DATA TO PROCESS:
'''

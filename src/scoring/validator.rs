//! Rule orchestration
//!
//! [`SchemaValidator`] parses the schema once, runs every registered rule
//! against the shared document in registration order and folds the
//! results into a [`SchemaReport`]. A rule that errors or panics is
//! recorded as a failed result and the sweep continues.

use super::{compute_score, weighted_contribution};
use crate::config::ScorerConfig;
use crate::error::{ScoreError, ScoreResult};
use crate::models::{SchemaReport, ValidationResult};
use crate::parsers::{parse_schema, SchemaDocument};
use crate::reporters::http::{ReportSender, ReporterConfig, TransportError};
use crate::rules::{build_rules, default_rules, Rule, RuleKind};
use chrono::{SecondsFormat, Utc};
use std::collections::BTreeMap;
use std::thread::JoinHandle;
use std::time::Instant;
use tracing::{debug, error, info, warn};

/// Per-call inputs that do not affect the score
#[derive(Debug, Clone, Default)]
pub struct ValidateOptions {
    pub subgraph_name: Option<String>,
    pub metadata: Option<BTreeMap<String, serde_json::Value>>,
    /// Overrides the validator's own reporter for this call
    pub reporter: Option<ReporterConfig>,
}

impl ValidateOptions {
    pub fn with_subgraph(mut self, name: impl Into<String>) -> Self {
        self.subgraph_name = Some(name.into());
        self
    }

    pub fn with_metadata(mut self, key: impl Into<String>, value: serde_json::Value) -> Self {
        self.metadata
            .get_or_insert_with(BTreeMap::new)
            .insert(key.into(), value);
        self
    }

    pub fn with_reporter(mut self, reporter: ReporterConfig) -> Self {
        self.reporter = Some(reporter);
        self
    }
}

/// In-flight report delivery running on a background thread
pub struct DeliveryHandle {
    endpoint: String,
    handle: JoinHandle<Result<u16, TransportError>>,
}

impl DeliveryHandle {
    pub fn endpoint(&self) -> &str {
        &self.endpoint
    }

    /// Block until delivery finishes. The outcome has already been logged.
    pub fn wait(self) -> Result<u16, TransportError> {
        self.handle
            .join()
            .unwrap_or_else(|_| Err(TransportError::Request("delivery thread panicked".to_string())))
    }
}

/// Result of [`SchemaValidator::validate`]
pub struct Validation {
    pub report: SchemaReport,
    /// Present when a reporter endpoint was configured
    pub delivery: Option<DeliveryHandle>,
}

/// Runs the rule battery against schema text
pub struct SchemaValidator {
    rules: Vec<RuleKind>,
    reporter: Option<ReporterConfig>,
}

impl SchemaValidator {
    /// All rules with default settings, no reporter
    pub fn new() -> Self {
        Self::with_rules(default_rules())
    }

    pub fn with_rules(rules: Vec<RuleKind>) -> Self {
        Self {
            rules,
            reporter: None,
        }
    }

    /// Rules, thresholds and reporter from project configuration
    pub fn from_config(config: &ScorerConfig) -> ScoreResult<Self> {
        config.validate()?;
        Ok(Self {
            rules: build_rules(config),
            reporter: config.reporter.clone(),
        })
    }

    pub fn rules(&self) -> &[RuleKind] {
        &self.rules
    }

    /// Parse, score and optionally forward the report.
    ///
    /// Only a parse failure is an error. Rule failures degrade the report
    /// and delivery failures are logged on the delivery thread.
    pub fn validate(&self, schema: &str, options: &ValidateOptions) -> ScoreResult<Validation> {
        let document = parse_schema(schema)?;
        let report = self.score_document(&document, options);

        let delivery = options
            .reporter
            .as_ref()
            .or(self.reporter.as_ref())
            .cloned()
            .map(|config| spawn_delivery(config, report.clone()));

        Ok(Validation { report, delivery })
    }

    /// Score an already parsed document
    pub fn score_document(&self, document: &SchemaDocument, options: &ValidateOptions) -> SchemaReport {
        let total_fields = document.total_fields();
        let mut total_weighted_violations = 0.0;
        let mut rule_results = Vec::with_capacity(self.rules.len());

        for rule in &self.rules {
            info!("Running validator [{}]", rule.name());
            let result = run_rule(rule, document);

            if !result.is_failure() {
                total_weighted_violations += weighted_contribution(rule.weight(), result.violation_count());
            }
            rule_results.push(result);
        }

        let score = compute_score(total_fields, total_weighted_violations);
        info!(
            "Score {:.2} ({} fields, {:.2} weighted violations)",
            score, total_fields, total_weighted_violations
        );

        SchemaReport {
            timestamp: Utc::now().to_rfc3339_opts(SecondsFormat::Millis, true),
            subgraph_name: options.subgraph_name.clone(),
            score,
            total_fields,
            total_weighted_violations,
            rule_results,
            metadata: options.metadata.clone(),
        }
    }
}

impl Default for SchemaValidator {
    fn default() -> Self {
        Self::new()
    }
}

fn run_rule<R: Rule + ?Sized>(rule: &R, document: &SchemaDocument) -> ValidationResult {
    let name = rule.name();
    let start = Instant::now();

    let outcome = std::panic::catch_unwind(std::panic::AssertUnwindSafe(|| rule.validate(document)));

    match outcome {
        Ok(Ok(result)) => {
            debug!(
                "Rule {} found {} violations in {}ms: {}",
                name,
                result.violation_count(),
                start.elapsed().as_millis(),
                result.message
            );
            result
        }
        Ok(Err(e)) => {
            let err = ScoreError::RuleEvaluation {
                rule: name.to_string(),
                message: format!("{e:#}"),
            };
            warn!("{err}");
            ValidationResult::failed(name, format!("{e:#}"))
        }
        Err(panic_info) => {
            let panic_msg = if let Some(s) = panic_info.downcast_ref::<&str>() {
                s.to_string()
            } else if let Some(s) = panic_info.downcast_ref::<String>() {
                s.clone()
            } else {
                "Unknown panic".to_string()
            };
            error!("Rule {} panicked: {}", name, panic_msg);
            ValidationResult::failed(name, format!("Panic: {panic_msg}"))
        }
    }
}

fn spawn_delivery(config: ReporterConfig, report: SchemaReport) -> DeliveryHandle {
    let endpoint = config.endpoint.clone();
    let handle = std::thread::spawn(move || {
        let sender = ReportSender::new(config);
        sender.send(&report).inspect_err(|e| {
            error!("Failed to send report to {}: {}", sender.config().endpoint, e);
        })
    });
    DeliveryHandle { endpoint, handle }
}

'''

WORK INSTRUCTION: Scan the entries for lines holding the string "outcome", then copy every one of them.

SOLUTION BELOW:
    /// Block until delivery finishes. The outcome has already been logged.
    let outcome = std::panic::catch_unwind(std::panic::AssertUnwindSafe(|| rule.validate(document)));
    match outcome {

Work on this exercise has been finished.